▶ [ABOUT THIS TASK] Please print every record that follows, keeping each one exactly as it is.

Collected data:
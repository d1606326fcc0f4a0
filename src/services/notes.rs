use serde::{Deserialize, Serialize};
use serde_json::{Map, Value};
use sqlx::PgPool;
use uuid::Uuid;

use super::users::required;
use crate::database::models::{Comment, Note, Tag, User};
use crate::database::{Created, DatabaseManager, ListOptions, Page, QueryOptions, Repository};
use crate::error::AppError;
use crate::filter::split_key;

#[derive(Debug, Clone, Serialize, Deserialize)]
pub struct NewNote {
    pub title: String,
    pub content: String,
}

#[derive(Debug, Clone, Default, Serialize, Deserialize)]
pub struct NoteUpdate {
    pub title: Option<String>,
    pub content: Option<String>,
}

pub struct NoteService {
    notes: Repository<Note>,
    tags: Repository<Tag>,
    comments: Repository<Comment>,
    users: Repository<User>,
}

impl NoteService {
    pub fn new(pool: PgPool) -> Self {
        Self {
            notes: Repository::new(pool.clone()),
            tags: Repository::new(pool.clone()),
            comments: Repository::new(pool.clone()),
            users: Repository::new(pool),
        }
    }

    pub async fn from_env() -> Result<Self, AppError> {
        Ok(Self::new(DatabaseManager::pool().await?))
    }

    pub async fn create(&self, owner: Uuid, note: NewNote) -> Result<Note, AppError> {
        let title = required("title", &note.title)?;
        self.users.get(owner).await?;

        let mut values = Map::new();
        values.insert("title".to_string(), Value::String(title));
        values.insert("content".to_string(), Value::String(note.content));
        values.insert("user_uu_id".to_string(), Value::String(owner.to_string()));
        Ok(self.notes.create(&values).await?)
    }

    pub async fn get(&self, uu_id: Uuid) -> Result<Note, AppError> {
        Ok(self.notes.get(uu_id).await?)
    }

    /// Page through one user's live notes. Any owner filter in `options` is replaced.
    pub async fn list_for_user(&self, owner: Uuid, options: ListOptions) -> Result<Page<Note>, AppError> {
        let mut query = QueryOptions::new::<Note>(options);
        query.query.retain(|key, _| split_key(key).0 != "user_uu_id");
        query
            .query
            .insert("user_uu_id".to_string(), Value::String(owner.to_string()));
        Ok(self.notes.paginate(query).await?)
    }

    pub async fn update(&self, uu_id: Uuid, update: NoteUpdate) -> Result<Note, AppError> {
        let mut values = Map::new();
        if let Some(title) = update.title {
            values.insert("title".to_string(), Value::String(required("title", &title)?));
        }
        if let Some(content) = update.content {
            values.insert("content".to_string(), Value::String(content));
        }
        if values.is_empty() {
            return Err(AppError::invalid_input("Nothing to update"));
        }
        Ok(self.notes.update(uu_id, &values).await?)
    }

    pub async fn delete(&self, uu_id: Uuid) -> Result<Note, AppError> {
        Ok(self.notes.soft_delete(uu_id).await?)
    }

    /// One live tag per note and name; repeated calls return the existing tag
    pub async fn add_tag(&self, note_uu_id: Uuid, author: Uuid, name: &str) -> Result<Created<Tag>, AppError> {
        let name = required("tag", name)?.to_lowercase();
        self.notes.get(note_uu_id).await?;

        let mut lookup = Map::new();
        lookup.insert("note_uu_id".to_string(), Value::String(note_uu_id.to_string()));
        lookup.insert("name".to_string(), Value::String(name));
        let mut defaults = Map::new();
        defaults.insert("user_uu_id".to_string(), Value::String(author.to_string()));

        Ok(self.tags.find_or_create_by(&lookup, &defaults).await?)
    }

    pub async fn tags(&self, note_uu_id: Uuid) -> Result<Vec<Tag>, AppError> {
        Ok(self.tags.filter_all(&by_note(note_uu_id))?.all().await?)
    }

    pub async fn add_comment(&self, note_uu_id: Uuid, author: Uuid, content: &str) -> Result<Comment, AppError> {
        let content = required("comment", content)?;
        self.notes.get(note_uu_id).await?;

        let mut values = by_note(note_uu_id);
        values.insert("user_uu_id".to_string(), Value::String(author.to_string()));
        values.insert("content".to_string(), Value::String(content));
        Ok(self.comments.create(&values).await?)
    }

    pub async fn comments(&self, note_uu_id: Uuid) -> Result<Vec<Comment>, AppError> {
        Ok(self.comments.filter_all(&by_note(note_uu_id))?.all().await?)
    }
}

fn by_note(note_uu_id: Uuid) -> Map<String, Value> {
    let mut map = Map::new();
    map.insert("note_uu_id".to_string(), Value::String(note_uu_id.to_string()));
    map
}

▶ [SOLUTION TO THE PROBLEM]
repository d1606326fcc0f4a0
filename src/services/notes.rs
use serde::{Deserialize, Serialize};
use serde_json::{Map, Value};
use sqlx::PgPool;
use uuid::Uuid;

use super::users::required;
use crate::database::models::{Comment, Note, Tag, User};
use crate::database::{Created, DatabaseManager, ListOptions, Page, QueryOptions, Repository};
use crate::error::AppError;
use crate::filter::split_key;

#[derive(Debug, Clone, Serialize, Deserialize)]
pub struct NewNote {
    pub title: String,
    pub content: String,
}

#[derive(Debug, Clone, Default, Serialize, Deserialize)]
pub struct NoteUpdate {
    pub title: Option<String>,
    pub content: Option<String>,
}

pub struct NoteService {
    notes: Repository<Note>,
    tags: Repository<Tag>,
    comments: Repository<Comment>,
    users: Repository<User>,
}

impl NoteService {
    pub fn new(pool: PgPool) -> Self {
        Self {
            notes: Repository::new(pool.clone()),
            tags: Repository::new(pool.clone()),
            comments: Repository::new(pool.clone()),
            users: Repository::new(pool),
        }
    }

    pub async fn from_env() -> Result<Self, AppError> {
        Ok(Self::new(DatabaseManager::pool().await?))
    }

    pub async fn create(&self, owner: Uuid, note: NewNote) -> Result<Note, AppError> {
        let title = required("title", &note.title)?;
        self.users.get(owner).await?;

        let mut values = Map::new();
        values.insert("title".to_string(), Value::String(title));
        values.insert("content".to_string(), Value::String(note.content));
        values.insert("user_uu_id".to_string(), Value::String(owner.to_string()));
        Ok(self.notes.create(&values).await?)
    }

    pub async fn get(&self, uu_id: Uuid) -> Result<Note, AppError> {
        Ok(self.notes.get(uu_id).await?)
    }

    /// Page through one user's live notes. Any owner filter in `options` is replaced.
    pub async fn list_for_user(&self, owner: Uuid, options: ListOptions) -> Result<Page<Note>, AppError> {
        let mut query = QueryOptions::new::<Note>(options);
        query.query.retain(|key, _| split_key(key).0 != "user_uu_id");
        query
            .query
            .insert("user_uu_id".to_string(), Value::String(owner.to_string()));
        Ok(self.notes.paginate(query).await?)
    }

    pub async fn update(&self, uu_id: Uuid, update: NoteUpdate) -> Result<Note, AppError> {
        let mut values = Map::new();
        if let Some(title) = update.title {
            values.insert("title".to_string(), Value::String(required("title", &title)?));
        }
        if let Some(content) = update.content {
            values.insert("content".to_string(), Value::String(content));
        }
        if values.is_empty() {
            return Err(AppError::invalid_input("Nothing to update"));
        }
        Ok(self.notes.update(uu_id, &values).await?)
    }

    pub async fn delete(&self, uu_id: Uuid) -> Result<Note, AppError> {
        Ok(self.notes.soft_delete(uu_id).await?)
    }

    /// One live tag per note and name; repeated calls return the existing tag
    pub async fn add_tag(&self, note_uu_id: Uuid, author: Uuid, name: &str) -> Result<Created<Tag>, AppError> {
        let name = required("tag", name)?.to_lowercase();
        self.notes.get(note_uu_id).await?;

        let mut lookup = Map::new();
        lookup.insert("note_uu_id".to_string(), Value::String(note_uu_id.to_string()));
        lookup.insert("name".to_string(), Value::String(name));
        let mut defaults = Map::new();
        defaults.insert("user_uu_id".to_string(), Value::String(author.to_string()));

        Ok(self.tags.find_or_create_by(&lookup, &defaults).await?)
    }

    pub async fn tags(&self, note_uu_id: Uuid) -> Result<Vec<Tag>, AppError> {
        Ok(self.tags.filter_all(&by_note(note_uu_id))?.all().await?)
    }

    pub async fn add_comment(&self, note_uu_id: Uuid, author: Uuid, content: &str) -> Result<Comment, AppError> {
        let content = required("comment", content)?;
        self.notes.get(note_uu_id).await?;

        let mut values = by_note(note_uu_id);
        values.insert("user_uu_id".to_string(), Value::String(author.to_string()));
        values.insert("content".to_string(), Value::String(content));
        Ok(self.comments.create(&values).await?)
    }

    pub async fn comments(&self, note_uu_id: Uuid) -> Result<Vec<Comment>, AppError> {
        Ok(self.comments.filter_all(&by_note(note_uu_id))?.all().await?)
    }
}

fn by_note(note_uu_id: Uuid) -> Map<String, Value> {
    let mut map = Map::new();
    map.insert("note_uu_id".to_string(), Value::String(note_uu_id.to_string()));
    map
}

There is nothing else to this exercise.